- [WORK ITEM]
Nothing in the entries may differ when you return them.

- [MATERIAL FOR THIS TASK]
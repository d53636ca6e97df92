//! Client-side SDK for Solana-style ledger programs.
//!
//! Builds, signs, and submits transactions; scans and bulk-fetches the
//! resulting on-chain accounts. Operations dispatch through a pluggable
//! handler registry owned by a [`Sextant`] client, with cooperative
//! cancellation threaded through every invocation.

pub mod accounts;
pub mod client;
pub mod connection;
pub mod error;
pub mod gma;
pub mod gpa;
pub mod logs;
pub mod memory;
pub mod operation;
pub mod programs;
pub mod scope;
pub mod system;
pub mod transaction;

pub use client::{
    Sextant,
    SextantPlugin,
};
pub use error::{
    ClientError,
    ClientResult,
};
pub use logs::{
    LogEntry,
    LogHue,
};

- [RESULT FOR THIS EXERCISE]
repository d53636ca6e97df92
//! Client-side SDK for Solana-style ledger programs.
//!
//! Builds, signs, and submits transactions; scans and bulk-fetches the
//! resulting on-chain accounts. Operations dispatch through a pluggable
//! handler registry owned by a [`Sextant`] client, with cooperative
//! cancellation threaded through every invocation.

pub mod accounts;
pub mod client;
pub mod connection;
pub mod error;
pub mod gma;
pub mod gpa;
pub mod logs;
pub mod memory;
pub mod operation;
pub mod programs;
pub mod scope;
pub mod system;
pub mod transaction;

pub use client::{
    Sextant,
    SextantPlugin,
};
pub use error::{
    ClientError,
    ClientResult,
};
pub use logs::{
    LogEntry,
    LogHue,
};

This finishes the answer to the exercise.